Exercise details:
Return each line of the records below in which the string "Result" turns up.
'''
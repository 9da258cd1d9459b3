//! Change the shape of an existing footprint in place.

use crate::core::error::EditError;
use crate::core::types::Result;
use crate::brick::sizes;
use crate::brick::types::BrickType;
use crate::edit::exposure::verify_exposure_above_and_below;
use crate::grid::coord::CellCoord;
use crate::grid::store::BrickGrid;

/// Swap the shape of the footprint anchored at `anchor` to `new_type`,
/// keeping the footprint itself.
///
/// The swap is legal only when the current size appears in the new shape's
/// size table at the footprint's height class (so a flat 1x1 can become a
/// stud, a tall 1x2 a slope, any plate a tile of matching size, and so on);
/// anything else fails with [`EditError::InvalidFootprint`] and leaves the
/// grid untouched. Orientation flags apply to asymmetric shapes like
/// slopes. A call that changes neither shape nor flags is a no-op.
///
/// Returns the cells whose drawn shape changed plus any neighbor anchors
/// whose exposure was recomputed.
pub fn change_brick_type(
    grid: &mut BrickGrid,
    anchor: CellCoord,
    new_type: BrickType,
    flipped: bool,
    rotated: bool,
) -> Result<Vec<CellCoord>> {
    let cell = grid.anchor(anchor)?;
    let size = grid.anchor_size(anchor)?;

    if cell.brick_type == new_type && cell.flipped == flipped && cell.rotated == rotated {
        return Ok(Vec::new());
    }
    if !sizes::is_legal(size, new_type) {
        return Err(EditError::InvalidFootprint {
            size,
            brick_type: new_type,
        });
    }

    let mut changed = Vec::new();
    for coord in grid.keys_in_footprint(anchor, size) {
        let Some(cell) = grid.get_mut(coord) else {
            continue;
        };
        cell.brick_type = new_type;
        if coord == anchor {
            cell.flipped = flipped;
            cell.rotated = rotated;
        }
        changed.push(coord);
    }

    // Tiles, studs and slopes present different faces than the shape they
    // replaced; the bricks stacked against each column need fresh exposure.
    for dy in 0..size.y {
        for dx in 0..size.x {
            for neighbor in verify_exposure_above_and_below(grid, anchor.offset(dx, dy, 0)) {
                if !changed.contains(&neighbor) {
                    changed.push(neighbor);
                }
            }
        }
    }

    log::debug!("changed {anchor} to {new_type:?} (flipped={flipped}, rotated={rotated})");
    Ok(changed)
}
'''
Answer to the exercise:
use crate::core::types::Result;
) -> Result<Vec<CellCoord>> {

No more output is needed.